RECORDS FOR THE TASK section start
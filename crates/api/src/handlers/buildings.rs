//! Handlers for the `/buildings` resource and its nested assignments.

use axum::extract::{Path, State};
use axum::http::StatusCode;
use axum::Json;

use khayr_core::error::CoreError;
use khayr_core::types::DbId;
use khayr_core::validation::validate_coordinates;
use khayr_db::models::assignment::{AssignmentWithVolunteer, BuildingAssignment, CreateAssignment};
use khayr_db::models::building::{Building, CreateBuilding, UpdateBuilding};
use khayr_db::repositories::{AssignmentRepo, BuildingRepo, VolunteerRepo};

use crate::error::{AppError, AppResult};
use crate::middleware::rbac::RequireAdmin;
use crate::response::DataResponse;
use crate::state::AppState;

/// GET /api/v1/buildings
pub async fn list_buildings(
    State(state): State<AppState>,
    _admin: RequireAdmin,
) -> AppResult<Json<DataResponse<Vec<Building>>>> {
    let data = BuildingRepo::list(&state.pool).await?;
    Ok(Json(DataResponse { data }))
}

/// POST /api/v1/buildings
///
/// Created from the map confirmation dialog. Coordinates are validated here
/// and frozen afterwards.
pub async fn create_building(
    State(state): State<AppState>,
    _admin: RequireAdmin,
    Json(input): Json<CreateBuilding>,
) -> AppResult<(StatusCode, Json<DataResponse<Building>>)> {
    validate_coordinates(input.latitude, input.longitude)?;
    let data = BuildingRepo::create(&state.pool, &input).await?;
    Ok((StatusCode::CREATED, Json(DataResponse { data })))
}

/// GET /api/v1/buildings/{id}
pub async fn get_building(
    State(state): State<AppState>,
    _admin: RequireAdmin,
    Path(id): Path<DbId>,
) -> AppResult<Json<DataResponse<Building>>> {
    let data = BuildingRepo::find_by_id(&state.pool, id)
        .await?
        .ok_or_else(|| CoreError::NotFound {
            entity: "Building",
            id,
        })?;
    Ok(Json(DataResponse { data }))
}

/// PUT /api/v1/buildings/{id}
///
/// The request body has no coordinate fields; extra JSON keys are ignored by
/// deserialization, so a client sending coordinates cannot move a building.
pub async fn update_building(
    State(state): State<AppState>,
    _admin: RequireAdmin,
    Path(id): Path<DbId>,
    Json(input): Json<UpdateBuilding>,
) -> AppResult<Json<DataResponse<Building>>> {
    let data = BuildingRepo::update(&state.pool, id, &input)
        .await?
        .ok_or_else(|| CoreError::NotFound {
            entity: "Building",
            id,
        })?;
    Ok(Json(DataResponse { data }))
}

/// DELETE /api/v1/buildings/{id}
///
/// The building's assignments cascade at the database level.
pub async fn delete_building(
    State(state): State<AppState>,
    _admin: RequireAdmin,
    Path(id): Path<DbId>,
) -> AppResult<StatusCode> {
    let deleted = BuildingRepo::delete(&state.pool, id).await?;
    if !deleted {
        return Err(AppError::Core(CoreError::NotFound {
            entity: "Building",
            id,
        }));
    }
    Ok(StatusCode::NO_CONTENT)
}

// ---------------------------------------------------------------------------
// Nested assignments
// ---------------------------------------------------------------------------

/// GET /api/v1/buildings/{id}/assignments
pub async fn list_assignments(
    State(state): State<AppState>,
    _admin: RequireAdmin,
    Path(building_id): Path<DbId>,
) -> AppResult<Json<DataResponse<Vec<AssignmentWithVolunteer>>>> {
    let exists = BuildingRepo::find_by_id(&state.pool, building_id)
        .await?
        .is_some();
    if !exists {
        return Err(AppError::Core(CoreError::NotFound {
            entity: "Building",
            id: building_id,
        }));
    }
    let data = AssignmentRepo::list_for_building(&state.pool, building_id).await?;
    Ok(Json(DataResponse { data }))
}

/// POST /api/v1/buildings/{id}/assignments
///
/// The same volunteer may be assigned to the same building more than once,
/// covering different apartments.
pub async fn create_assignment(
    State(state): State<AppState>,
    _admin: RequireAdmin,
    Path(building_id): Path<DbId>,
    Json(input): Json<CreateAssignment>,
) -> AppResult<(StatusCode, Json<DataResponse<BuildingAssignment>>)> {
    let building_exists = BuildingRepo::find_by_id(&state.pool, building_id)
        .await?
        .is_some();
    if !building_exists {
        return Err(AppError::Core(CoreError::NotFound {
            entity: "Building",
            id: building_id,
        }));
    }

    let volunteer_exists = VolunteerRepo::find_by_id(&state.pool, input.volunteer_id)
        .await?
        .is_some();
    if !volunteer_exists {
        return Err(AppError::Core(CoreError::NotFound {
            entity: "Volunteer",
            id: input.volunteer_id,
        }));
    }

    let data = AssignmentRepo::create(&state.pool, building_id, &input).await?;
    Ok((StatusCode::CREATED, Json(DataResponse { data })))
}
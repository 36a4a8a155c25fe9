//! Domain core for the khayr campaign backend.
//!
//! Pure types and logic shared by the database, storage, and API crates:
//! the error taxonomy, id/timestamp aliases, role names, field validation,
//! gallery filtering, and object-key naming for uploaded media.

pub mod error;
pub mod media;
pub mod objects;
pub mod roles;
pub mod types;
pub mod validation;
RECORDS FOR THE TASK section end
RECORDS FOR THE TASK section start
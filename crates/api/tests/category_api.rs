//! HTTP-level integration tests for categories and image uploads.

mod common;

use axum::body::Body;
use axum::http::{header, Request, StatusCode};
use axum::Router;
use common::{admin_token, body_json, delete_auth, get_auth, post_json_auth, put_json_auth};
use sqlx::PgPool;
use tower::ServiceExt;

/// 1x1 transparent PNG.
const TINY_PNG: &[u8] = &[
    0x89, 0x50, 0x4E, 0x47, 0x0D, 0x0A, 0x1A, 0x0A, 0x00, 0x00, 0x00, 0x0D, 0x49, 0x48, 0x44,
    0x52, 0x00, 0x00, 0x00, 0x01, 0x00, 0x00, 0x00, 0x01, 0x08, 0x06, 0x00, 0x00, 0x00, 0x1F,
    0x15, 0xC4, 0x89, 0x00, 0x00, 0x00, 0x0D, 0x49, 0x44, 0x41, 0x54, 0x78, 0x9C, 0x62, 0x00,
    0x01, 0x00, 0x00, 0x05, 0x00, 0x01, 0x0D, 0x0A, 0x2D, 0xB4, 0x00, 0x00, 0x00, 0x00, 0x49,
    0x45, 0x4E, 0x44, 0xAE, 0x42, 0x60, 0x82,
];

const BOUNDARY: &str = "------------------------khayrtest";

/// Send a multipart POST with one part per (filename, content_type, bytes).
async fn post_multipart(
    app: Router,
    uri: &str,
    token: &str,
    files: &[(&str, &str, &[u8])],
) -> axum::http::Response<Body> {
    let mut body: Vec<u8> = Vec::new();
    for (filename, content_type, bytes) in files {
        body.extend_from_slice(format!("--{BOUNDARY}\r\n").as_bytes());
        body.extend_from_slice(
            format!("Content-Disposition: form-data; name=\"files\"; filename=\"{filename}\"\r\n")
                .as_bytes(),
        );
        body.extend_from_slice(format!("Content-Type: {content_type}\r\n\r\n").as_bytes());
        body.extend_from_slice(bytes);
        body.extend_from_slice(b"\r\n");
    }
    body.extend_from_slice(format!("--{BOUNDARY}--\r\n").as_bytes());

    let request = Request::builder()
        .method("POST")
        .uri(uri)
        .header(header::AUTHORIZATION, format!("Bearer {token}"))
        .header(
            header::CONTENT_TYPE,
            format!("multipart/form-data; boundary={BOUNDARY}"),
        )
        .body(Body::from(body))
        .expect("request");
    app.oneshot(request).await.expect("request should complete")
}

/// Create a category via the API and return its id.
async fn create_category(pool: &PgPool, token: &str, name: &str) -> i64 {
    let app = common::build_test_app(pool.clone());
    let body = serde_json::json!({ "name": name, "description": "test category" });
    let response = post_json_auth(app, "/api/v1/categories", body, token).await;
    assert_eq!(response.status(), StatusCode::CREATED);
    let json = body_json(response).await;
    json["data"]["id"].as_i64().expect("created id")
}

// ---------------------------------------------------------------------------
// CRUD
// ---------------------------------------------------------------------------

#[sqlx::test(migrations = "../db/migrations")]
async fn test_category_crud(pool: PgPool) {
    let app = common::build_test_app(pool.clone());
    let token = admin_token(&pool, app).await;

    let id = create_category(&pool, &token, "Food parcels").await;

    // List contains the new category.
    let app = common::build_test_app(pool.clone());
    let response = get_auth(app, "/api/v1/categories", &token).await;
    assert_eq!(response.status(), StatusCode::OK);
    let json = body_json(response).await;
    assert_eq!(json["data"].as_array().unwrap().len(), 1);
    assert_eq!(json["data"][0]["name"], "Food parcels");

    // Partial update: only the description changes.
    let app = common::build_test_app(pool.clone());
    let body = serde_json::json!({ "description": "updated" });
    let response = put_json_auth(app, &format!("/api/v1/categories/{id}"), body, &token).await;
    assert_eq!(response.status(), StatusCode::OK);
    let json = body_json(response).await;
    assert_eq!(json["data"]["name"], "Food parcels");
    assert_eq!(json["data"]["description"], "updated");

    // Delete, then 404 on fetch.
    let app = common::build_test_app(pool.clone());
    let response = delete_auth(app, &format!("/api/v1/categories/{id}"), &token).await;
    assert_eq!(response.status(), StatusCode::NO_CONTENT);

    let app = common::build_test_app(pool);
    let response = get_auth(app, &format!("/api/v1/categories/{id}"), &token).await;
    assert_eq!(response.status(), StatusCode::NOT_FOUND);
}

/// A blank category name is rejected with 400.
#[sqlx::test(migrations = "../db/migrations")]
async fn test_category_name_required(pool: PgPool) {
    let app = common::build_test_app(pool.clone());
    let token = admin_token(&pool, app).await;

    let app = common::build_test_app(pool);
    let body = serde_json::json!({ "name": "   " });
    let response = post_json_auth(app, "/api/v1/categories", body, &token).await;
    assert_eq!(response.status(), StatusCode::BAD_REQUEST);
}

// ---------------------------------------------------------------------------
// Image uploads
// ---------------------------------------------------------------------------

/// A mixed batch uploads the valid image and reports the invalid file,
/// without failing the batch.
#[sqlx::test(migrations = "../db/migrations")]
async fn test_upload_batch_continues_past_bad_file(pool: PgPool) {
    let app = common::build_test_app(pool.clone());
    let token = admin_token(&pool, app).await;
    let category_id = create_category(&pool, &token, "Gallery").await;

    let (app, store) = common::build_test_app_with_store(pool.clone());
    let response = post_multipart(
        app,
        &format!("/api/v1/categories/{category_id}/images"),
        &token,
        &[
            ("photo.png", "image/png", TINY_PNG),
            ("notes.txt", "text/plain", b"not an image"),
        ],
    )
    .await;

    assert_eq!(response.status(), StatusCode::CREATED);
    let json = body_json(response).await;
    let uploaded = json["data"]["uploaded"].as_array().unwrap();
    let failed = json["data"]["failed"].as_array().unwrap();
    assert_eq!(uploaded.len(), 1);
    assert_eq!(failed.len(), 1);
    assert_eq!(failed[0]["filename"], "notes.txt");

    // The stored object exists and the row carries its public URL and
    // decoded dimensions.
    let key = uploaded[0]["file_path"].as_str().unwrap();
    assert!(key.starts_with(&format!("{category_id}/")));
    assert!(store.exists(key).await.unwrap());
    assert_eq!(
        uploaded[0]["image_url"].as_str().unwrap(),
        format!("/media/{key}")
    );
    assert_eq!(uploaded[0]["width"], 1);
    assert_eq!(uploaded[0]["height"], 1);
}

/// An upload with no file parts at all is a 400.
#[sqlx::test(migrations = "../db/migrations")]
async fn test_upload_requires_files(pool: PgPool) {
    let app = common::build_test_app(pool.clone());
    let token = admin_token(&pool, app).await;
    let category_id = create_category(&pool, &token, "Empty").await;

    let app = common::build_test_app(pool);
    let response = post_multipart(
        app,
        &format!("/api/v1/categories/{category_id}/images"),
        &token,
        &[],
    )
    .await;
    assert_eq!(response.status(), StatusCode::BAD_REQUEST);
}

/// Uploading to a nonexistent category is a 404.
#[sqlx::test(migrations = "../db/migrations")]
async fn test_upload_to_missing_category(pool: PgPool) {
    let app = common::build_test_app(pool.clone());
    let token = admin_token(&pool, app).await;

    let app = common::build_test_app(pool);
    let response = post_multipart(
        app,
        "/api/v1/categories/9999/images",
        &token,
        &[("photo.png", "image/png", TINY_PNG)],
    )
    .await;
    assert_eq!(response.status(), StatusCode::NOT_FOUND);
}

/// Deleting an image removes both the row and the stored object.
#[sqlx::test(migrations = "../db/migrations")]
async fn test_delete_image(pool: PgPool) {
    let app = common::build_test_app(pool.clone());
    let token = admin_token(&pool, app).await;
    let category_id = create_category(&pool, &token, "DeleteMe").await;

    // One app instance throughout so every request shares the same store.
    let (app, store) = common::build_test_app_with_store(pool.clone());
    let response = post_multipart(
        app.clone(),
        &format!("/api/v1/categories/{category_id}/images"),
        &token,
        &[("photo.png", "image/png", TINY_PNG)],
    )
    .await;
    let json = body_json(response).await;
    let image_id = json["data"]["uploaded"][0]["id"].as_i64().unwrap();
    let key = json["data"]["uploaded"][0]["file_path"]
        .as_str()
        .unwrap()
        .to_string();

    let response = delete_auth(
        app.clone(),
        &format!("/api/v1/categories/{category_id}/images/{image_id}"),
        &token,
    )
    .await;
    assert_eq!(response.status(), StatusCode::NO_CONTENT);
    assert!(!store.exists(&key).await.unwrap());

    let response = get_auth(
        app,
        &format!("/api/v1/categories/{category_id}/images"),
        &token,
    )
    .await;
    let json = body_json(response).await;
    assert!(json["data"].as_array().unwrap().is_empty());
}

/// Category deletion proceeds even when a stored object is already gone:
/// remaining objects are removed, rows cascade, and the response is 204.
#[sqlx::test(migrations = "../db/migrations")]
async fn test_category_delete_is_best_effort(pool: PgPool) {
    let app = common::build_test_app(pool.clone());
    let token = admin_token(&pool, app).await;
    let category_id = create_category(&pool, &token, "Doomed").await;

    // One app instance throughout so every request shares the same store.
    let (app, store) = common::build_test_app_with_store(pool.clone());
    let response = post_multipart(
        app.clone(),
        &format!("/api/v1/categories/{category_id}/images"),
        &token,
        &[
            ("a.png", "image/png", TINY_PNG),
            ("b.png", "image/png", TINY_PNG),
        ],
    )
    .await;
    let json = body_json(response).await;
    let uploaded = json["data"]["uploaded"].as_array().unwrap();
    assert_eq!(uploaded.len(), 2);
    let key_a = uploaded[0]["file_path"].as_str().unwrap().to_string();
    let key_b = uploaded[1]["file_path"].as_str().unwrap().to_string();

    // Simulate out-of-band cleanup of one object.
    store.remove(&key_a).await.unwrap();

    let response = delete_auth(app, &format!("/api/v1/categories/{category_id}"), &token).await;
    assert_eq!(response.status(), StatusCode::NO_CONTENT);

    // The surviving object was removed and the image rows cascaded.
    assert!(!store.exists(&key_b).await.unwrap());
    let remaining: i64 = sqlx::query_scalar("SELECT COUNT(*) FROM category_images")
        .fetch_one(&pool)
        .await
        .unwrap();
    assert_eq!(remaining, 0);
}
RECORDS FOR THE TASK section end
RECORDS FOR THE TASK section start
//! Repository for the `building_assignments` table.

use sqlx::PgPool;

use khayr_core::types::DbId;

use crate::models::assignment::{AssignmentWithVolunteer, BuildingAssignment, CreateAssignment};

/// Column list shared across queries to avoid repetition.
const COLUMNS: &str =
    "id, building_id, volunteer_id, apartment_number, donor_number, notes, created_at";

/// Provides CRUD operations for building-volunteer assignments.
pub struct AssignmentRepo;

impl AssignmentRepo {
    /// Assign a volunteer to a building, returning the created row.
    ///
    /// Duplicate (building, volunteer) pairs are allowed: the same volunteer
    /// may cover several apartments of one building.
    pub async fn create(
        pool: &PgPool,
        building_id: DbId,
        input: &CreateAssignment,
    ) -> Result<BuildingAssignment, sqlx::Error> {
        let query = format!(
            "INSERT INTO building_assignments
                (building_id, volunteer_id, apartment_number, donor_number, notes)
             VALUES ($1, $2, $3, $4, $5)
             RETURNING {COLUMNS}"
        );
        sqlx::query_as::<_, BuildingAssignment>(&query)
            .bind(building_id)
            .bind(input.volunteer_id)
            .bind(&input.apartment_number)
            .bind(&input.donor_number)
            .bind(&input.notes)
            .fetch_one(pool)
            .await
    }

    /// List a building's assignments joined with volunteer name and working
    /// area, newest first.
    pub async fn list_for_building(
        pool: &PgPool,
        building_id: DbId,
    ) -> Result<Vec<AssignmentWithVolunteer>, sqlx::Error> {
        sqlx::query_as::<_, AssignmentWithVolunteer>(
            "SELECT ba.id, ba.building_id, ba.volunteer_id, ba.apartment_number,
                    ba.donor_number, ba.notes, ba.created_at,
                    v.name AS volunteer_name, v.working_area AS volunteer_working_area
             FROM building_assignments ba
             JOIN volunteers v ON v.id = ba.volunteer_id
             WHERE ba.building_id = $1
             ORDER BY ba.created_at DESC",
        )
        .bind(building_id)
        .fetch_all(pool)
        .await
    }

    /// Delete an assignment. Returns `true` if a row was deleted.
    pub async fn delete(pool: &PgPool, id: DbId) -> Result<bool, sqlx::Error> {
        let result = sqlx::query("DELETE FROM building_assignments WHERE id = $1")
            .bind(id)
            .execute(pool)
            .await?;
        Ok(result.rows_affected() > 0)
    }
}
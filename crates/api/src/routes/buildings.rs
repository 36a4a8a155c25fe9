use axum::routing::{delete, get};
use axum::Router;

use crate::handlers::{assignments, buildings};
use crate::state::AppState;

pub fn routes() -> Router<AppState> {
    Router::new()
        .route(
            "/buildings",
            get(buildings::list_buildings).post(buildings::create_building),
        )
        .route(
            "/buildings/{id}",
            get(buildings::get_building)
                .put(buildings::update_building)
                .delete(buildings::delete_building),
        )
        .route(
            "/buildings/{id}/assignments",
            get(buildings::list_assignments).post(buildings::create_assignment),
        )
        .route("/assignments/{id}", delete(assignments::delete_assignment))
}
RECORDS FOR THE TASK section end
=== WHAT THE TASK REQUIRES ===
Your answer should consist of the lines from the line with "filename crates/api/src/handlers/buildings.rs" to the line with "use khayr_core::validation::validate_coordinates;" above, repeated exactly, both ends included.

=== EXERCISE OUTPUT ===
filename crates/api/src/handlers/buildings.rs
//! Handlers for the `/buildings` resource and its nested assignments.

use axum::extract::{Path, State};
use axum::http::StatusCode;
use axum::Json;

use khayr_core::error::CoreError;
use khayr_core::types::DbId;
use khayr_core::validation::validate_coordinates;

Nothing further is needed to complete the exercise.